■ REQUIRED WORK: What follows is a listing; restate all of it word for word.

■ PROVIDED ENTRIES:
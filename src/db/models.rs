use chrono::{DateTime, NaiveDate, Utc};
use serde::{Deserialize, Serialize};
use serde_json::{Map, Value};

/// Opaque description of the selected flight, as sent by the mobile client.
///
/// Any JSON object is accepted; its contents are never inspected. Values that
/// are not objects (strings, arrays, numbers) are rejected when decoding.
#[derive(Debug, Clone, Default, PartialEq, Serialize, Deserialize)]
#[serde(transparent)]
pub struct FlightDetails(pub Map<String, Value>);

/// A flight reservation as stored in the `bookings` collection and returned
/// by the API.
///
/// Bookings are written once and never updated. Unset fields are omitted
/// from both the stored document and the JSON output.
#[derive(Debug, Clone, PartialEq, Serialize, Deserialize)]
#[serde(rename_all = "camelCase")]
pub struct Booking {
    /// Server-assigned document key (UUID v4).
    #[serde(rename = "_id")]
    pub id: String,
    #[serde(default, skip_serializing_if = "Option::is_none")]
    pub user: Option<String>,
    #[serde(default, skip_serializing_if = "Option::is_none")]
    pub email: Option<String>,
    #[serde(default, skip_serializing_if = "Option::is_none")]
    pub flight: Option<FlightDetails>,
    #[serde(default, skip_serializing_if = "Option::is_none")]
    pub passengers: Option<u32>,
    #[serde(default, skip_serializing_if = "Option::is_none")]
    pub passenger_name: Option<String>,
    #[serde(default, skip_serializing_if = "Option::is_none")]
    pub passport_number: Option<String>,
    #[serde(default, skip_serializing_if = "Option::is_none")]
    pub citizenship: Option<String>,
    #[serde(default, skip_serializing_if = "Option::is_none")]
    pub passport_expiry: Option<DateTime<Utc>>,
    #[serde(default, skip_serializing_if = "Option::is_none")]
    pub total_price: Option<f64>,
    /// Creation timestamp, assigned at insert time unless the client sent one.
    pub created_at: DateTime<Utc>,
}

/// The request payload for `POST /bookings`.
///
/// Every field is optional so partial submissions are accepted, but unknown
/// fields and values that cannot be coerced to the field's type are rejected.
#[derive(Debug, Clone, Default, PartialEq, Deserialize)]
#[serde(rename_all = "camelCase", deny_unknown_fields)]
pub struct BookingRequest {
    #[serde(default, deserialize_with = "coerce::text")]
    pub user: Option<String>,
    #[serde(default, deserialize_with = "coerce::text")]
    pub email: Option<String>,
    #[serde(default)]
    pub flight: Option<FlightDetails>,
    #[serde(default, deserialize_with = "coerce::count")]
    pub passengers: Option<u32>,
    #[serde(default, deserialize_with = "coerce::text")]
    pub passenger_name: Option<String>,
    #[serde(default, deserialize_with = "coerce::text")]
    pub passport_number: Option<String>,
    #[serde(default, deserialize_with = "coerce::text")]
    pub citizenship: Option<String>,
    #[serde(default, deserialize_with = "coerce::timestamp")]
    pub passport_expiry: Option<DateTime<Utc>>,
    #[serde(default, deserialize_with = "coerce::price")]
    pub total_price: Option<f64>,
    #[serde(default, deserialize_with = "coerce::timestamp")]
    pub created_at: Option<DateTime<Utc>>,
}

impl BookingRequest {
    /// Turn the request into a storable booking with a fresh id.
    ///
    /// `now` becomes `createdAt` when the client did not supply one.
    pub fn into_booking(self, now: DateTime<Utc>) -> Booking {
        Booking {
            id: uuid::Uuid::new_v4().to_string(),
            user: self.user,
            email: self.email,
            flight: self.flight,
            passengers: self.passengers,
            passenger_name: self.passenger_name,
            passport_number: self.passport_number,
            citizenship: self.citizenship,
            passport_expiry: self.passport_expiry,
            total_price: self.total_price,
            created_at: self.created_at.unwrap_or(now),
        }
    }
}

/// The response from a successful `POST /bookings`.
#[derive(Debug, Clone, Serialize, Deserialize)]
pub struct BookingCreatedResponse {
    pub message: String,
    pub booking: Booking,
}

/// Lenient decoders for the request fields.
///
/// Mobile clients send form values as strings, so numeric strings and
/// date-only strings are accepted alongside native JSON types. Text fields
/// take numbers and booleans as their string form. `null` and blank strings
/// decode to `None` for the numeric and date fields.
mod coerce {
    use super::*;
    use serde::de::Error;
    use serde::Deserializer;

    fn blank(s: &str) -> bool {
        s.trim().is_empty()
    }

    pub fn text<'de, D>(deserializer: D) -> Result<Option<String>, D::Error>
    where
        D: Deserializer<'de>,
    {
        match Option::<Value>::deserialize(deserializer)? {
            None | Some(Value::Null) => Ok(None),
            Some(Value::String(s)) => Ok(Some(s)),
            Some(Value::Number(n)) => Ok(Some(n.to_string())),
            Some(Value::Bool(b)) => Ok(Some(b.to_string())),
            Some(other) => Err(D::Error::custom(format!(
                "expected a string, got {other}"
            ))),
        }
    }

    pub fn price<'de, D>(deserializer: D) -> Result<Option<f64>, D::Error>
    where
        D: Deserializer<'de>,
    {
        let parsed = match Option::<Value>::deserialize(deserializer)? {
            None | Some(Value::Null) => return Ok(None),
            Some(Value::String(s)) if blank(&s) => return Ok(None),
            Some(Value::Number(n)) => n.as_f64(),
            Some(Value::String(s)) => s.trim().parse::<f64>().ok(),
            Some(other) => {
                return Err(D::Error::custom(format!(
                    "totalPrice: expected a number, got {other}"
                )))
            }
        };

        parsed
            .filter(|v| v.is_finite())
            .map(Some)
            .ok_or_else(|| D::Error::custom("totalPrice: not a valid number"))
    }

    pub fn count<'de, D>(deserializer: D) -> Result<Option<u32>, D::Error>
    where
        D: Deserializer<'de>,
    {
        let parsed = match Option::<Value>::deserialize(deserializer)? {
            None | Some(Value::Null) => return Ok(None),
            Some(Value::String(s)) if blank(&s) => return Ok(None),
            Some(Value::Number(n)) => n.as_u64().or_else(|| {
                n.as_f64()
                    .filter(|f| *f >= 0.0 && f.fract() == 0.0)
                    .map(|f| f as u64)
            }),
            Some(Value::String(s)) => s.trim().parse::<u64>().ok(),
            Some(other) => {
                return Err(D::Error::custom(format!(
                    "passengers: expected a number, got {other}"
                )))
            }
        };

        parsed
            .and_then(|v| u32::try_from(v).ok())
            .map(Some)
            .ok_or_else(|| D::Error::custom("passengers: not a valid passenger count"))
    }

    pub fn timestamp<'de, D>(deserializer: D) -> Result<Option<DateTime<Utc>>, D::Error>
    where
        D: Deserializer<'de>,
    {
        match Option::<Value>::deserialize(deserializer)? {
            None | Some(Value::Null) => Ok(None),
            Some(Value::String(s)) if blank(&s) => Ok(None),
            Some(Value::String(s)) => parse_date(s.trim())
                .map(Some)
                .ok_or_else(|| D::Error::custom(format!("invalid date '{s}'"))),
            // Epoch milliseconds
            Some(Value::Number(n)) => n
                .as_i64()
                .and_then(DateTime::from_timestamp_millis)
                .map(Some)
                .ok_or_else(|| D::Error::custom(format!("invalid timestamp {n}"))),
            Some(other) => Err(D::Error::custom(format!(
                "expected a date string, got {other}"
            ))),
        }
    }

    pub(super) fn parse_date(s: &str) -> Option<DateTime<Utc>> {
        if let Ok(dt) = DateTime::parse_from_rfc3339(s) {
            return Some(dt.with_timezone(&Utc));
        }
        NaiveDate::parse_from_str(s, "%Y-%m-%d")
            .ok()
            .and_then(|d| d.and_hms_opt(0, 0, 0))
            .map(|dt| dt.and_utc())
    }
}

■ OUTPUT BELOW:
filename src/db/models.rs
use chrono::{DateTime, NaiveDate, Utc};
use serde::{Deserialize, Serialize};
use serde_json::{Map, Value};

/// Opaque description of the selected flight, as sent by the mobile client.
///
/// Any JSON object is accepted; its contents are never inspected. Values that
/// are not objects (strings, arrays, numbers) are rejected when decoding.
#[derive(Debug, Clone, Default, PartialEq, Serialize, Deserialize)]
#[serde(transparent)]
pub struct FlightDetails(pub Map<String, Value>);

/// A flight reservation as stored in the `bookings` collection and returned
/// by the API.
///
/// Bookings are written once and never updated. Unset fields are omitted
/// from both the stored document and the JSON output.
#[derive(Debug, Clone, PartialEq, Serialize, Deserialize)]
#[serde(rename_all = "camelCase")]
pub struct Booking {
    /// Server-assigned document key (UUID v4).
    #[serde(rename = "_id")]
    pub id: String,
    #[serde(default, skip_serializing_if = "Option::is_none")]
    pub user: Option<String>,
    #[serde(default, skip_serializing_if = "Option::is_none")]
    pub email: Option<String>,
    #[serde(default, skip_serializing_if = "Option::is_none")]
    pub flight: Option<FlightDetails>,
    #[serde(default, skip_serializing_if = "Option::is_none")]
    pub passengers: Option<u32>,
    #[serde(default, skip_serializing_if = "Option::is_none")]
    pub passenger_name: Option<String>,
    #[serde(default, skip_serializing_if = "Option::is_none")]
    pub passport_number: Option<String>,
    #[serde(default, skip_serializing_if = "Option::is_none")]
    pub citizenship: Option<String>,
    #[serde(default, skip_serializing_if = "Option::is_none")]
    pub passport_expiry: Option<DateTime<Utc>>,
    #[serde(default, skip_serializing_if = "Option::is_none")]
    pub total_price: Option<f64>,
    /// Creation timestamp, assigned at insert time unless the client sent one.
    pub created_at: DateTime<Utc>,
}

/// The request payload for `POST /bookings`.
///
/// Every field is optional so partial submissions are accepted, but unknown
/// fields and values that cannot be coerced to the field's type are rejected.
#[derive(Debug, Clone, Default, PartialEq, Deserialize)]
#[serde(rename_all = "camelCase", deny_unknown_fields)]
pub struct BookingRequest {
    #[serde(default, deserialize_with = "coerce::text")]
    pub user: Option<String>,
    #[serde(default, deserialize_with = "coerce::text")]
    pub email: Option<String>,
    #[serde(default)]
    pub flight: Option<FlightDetails>,
    #[serde(default, deserialize_with = "coerce::count")]
    pub passengers: Option<u32>,
    #[serde(default, deserialize_with = "coerce::text")]
    pub passenger_name: Option<String>,
    #[serde(default, deserialize_with = "coerce::text")]
    pub passport_number: Option<String>,
    #[serde(default, deserialize_with = "coerce::text")]
    pub citizenship: Option<String>,
    #[serde(default, deserialize_with = "coerce::timestamp")]
    pub passport_expiry: Option<DateTime<Utc>>,
    #[serde(default, deserialize_with = "coerce::price")]
    pub total_price: Option<f64>,
    #[serde(default, deserialize_with = "coerce::timestamp")]
    pub created_at: Option<DateTime<Utc>>,
}

impl BookingRequest {
    /// Turn the request into a storable booking with a fresh id.
    ///
    /// `now` becomes `createdAt` when the client did not supply one.
    pub fn into_booking(self, now: DateTime<Utc>) -> Booking {
        Booking {
            id: uuid::Uuid::new_v4().to_string(),
            user: self.user,
            email: self.email,
            flight: self.flight,
            passengers: self.passengers,
            passenger_name: self.passenger_name,
            passport_number: self.passport_number,
            citizenship: self.citizenship,
            passport_expiry: self.passport_expiry,
            total_price: self.total_price,
            created_at: self.created_at.unwrap_or(now),
        }
    }
}

/// The response from a successful `POST /bookings`.
#[derive(Debug, Clone, Serialize, Deserialize)]
pub struct BookingCreatedResponse {
    pub message: String,
    pub booking: Booking,
}

/// Lenient decoders for the request fields.
///
/// Mobile clients send form values as strings, so numeric strings and
/// date-only strings are accepted alongside native JSON types. Text fields
/// take numbers and booleans as their string form. `null` and blank strings
/// decode to `None` for the numeric and date fields.
mod coerce {
    use super::*;
    use serde::de::Error;
    use serde::Deserializer;

    fn blank(s: &str) -> bool {
        s.trim().is_empty()
    }

    pub fn text<'de, D>(deserializer: D) -> Result<Option<String>, D::Error>
    where
        D: Deserializer<'de>,
    {
        match Option::<Value>::deserialize(deserializer)? {
            None | Some(Value::Null) => Ok(None),
            Some(Value::String(s)) => Ok(Some(s)),
            Some(Value::Number(n)) => Ok(Some(n.to_string())),
            Some(Value::Bool(b)) => Ok(Some(b.to_string())),
            Some(other) => Err(D::Error::custom(format!(
                "expected a string, got {other}"
            ))),
        }
    }

    pub fn price<'de, D>(deserializer: D) -> Result<Option<f64>, D::Error>
    where
        D: Deserializer<'de>,
    {
        let parsed = match Option::<Value>::deserialize(deserializer)? {
            None | Some(Value::Null) => return Ok(None),
            Some(Value::String(s)) if blank(&s) => return Ok(None),
            Some(Value::Number(n)) => n.as_f64(),
            Some(Value::String(s)) => s.trim().parse::<f64>().ok(),
            Some(other) => {
                return Err(D::Error::custom(format!(
                    "totalPrice: expected a number, got {other}"
                )))
            }
        };

        parsed
            .filter(|v| v.is_finite())
            .map(Some)
            .ok_or_else(|| D::Error::custom("totalPrice: not a valid number"))
    }

    pub fn count<'de, D>(deserializer: D) -> Result<Option<u32>, D::Error>
    where
        D: Deserializer<'de>,
    {
        let parsed = match Option::<Value>::deserialize(deserializer)? {
            None | Some(Value::Null) => return Ok(None),
            Some(Value::String(s)) if blank(&s) => return Ok(None),
            Some(Value::Number(n)) => n.as_u64().or_else(|| {
                n.as_f64()
                    .filter(|f| *f >= 0.0 && f.fract() == 0.0)
                    .map(|f| f as u64)
            }),
            Some(Value::String(s)) => s.trim().parse::<u64>().ok(),
            Some(other) => {
                return Err(D::Error::custom(format!(
                    "passengers: expected a number, got {other}"
                )))
            }
        };

        parsed
            .and_then(|v| u32::try_from(v).ok())
            .map(Some)
            .ok_or_else(|| D::Error::custom("passengers: not a valid passenger count"))
    }

    pub fn timestamp<'de, D>(deserializer: D) -> Result<Option<DateTime<Utc>>, D::Error>
    where
        D: Deserializer<'de>,
    {
        match Option::<Value>::deserialize(deserializer)? {
            None | Some(Value::Null) => Ok(None),
            Some(Value::String(s)) if blank(&s) => Ok(None),
            Some(Value::String(s)) => parse_date(s.trim())
                .map(Some)
                .ok_or_else(|| D::Error::custom(format!("invalid date '{s}'"))),
            // Epoch milliseconds
            Some(Value::Number(n)) => n
                .as_i64()
                .and_then(DateTime::from_timestamp_millis)
                .map(Some)
                .ok_or_else(|| D::Error::custom(format!("invalid timestamp {n}"))),
            Some(other) => Err(D::Error::custom(format!(
                "expected a date string, got {other}"
            ))),
        }
    }

    pub(super) fn parse_date(s: &str) -> Option<DateTime<Utc>> {
        if let Ok(dt) = DateTime::parse_from_rfc3339(s) {
            return Some(dt.with_timezone(&Utc));
        }
        NaiveDate::parse_from_str(s, "%Y-%m-%d")
            .ok()
            .and_then(|d| d.and_hms_opt(0, 0, 0))
            .map(|dt| dt.and_utc())
    }
}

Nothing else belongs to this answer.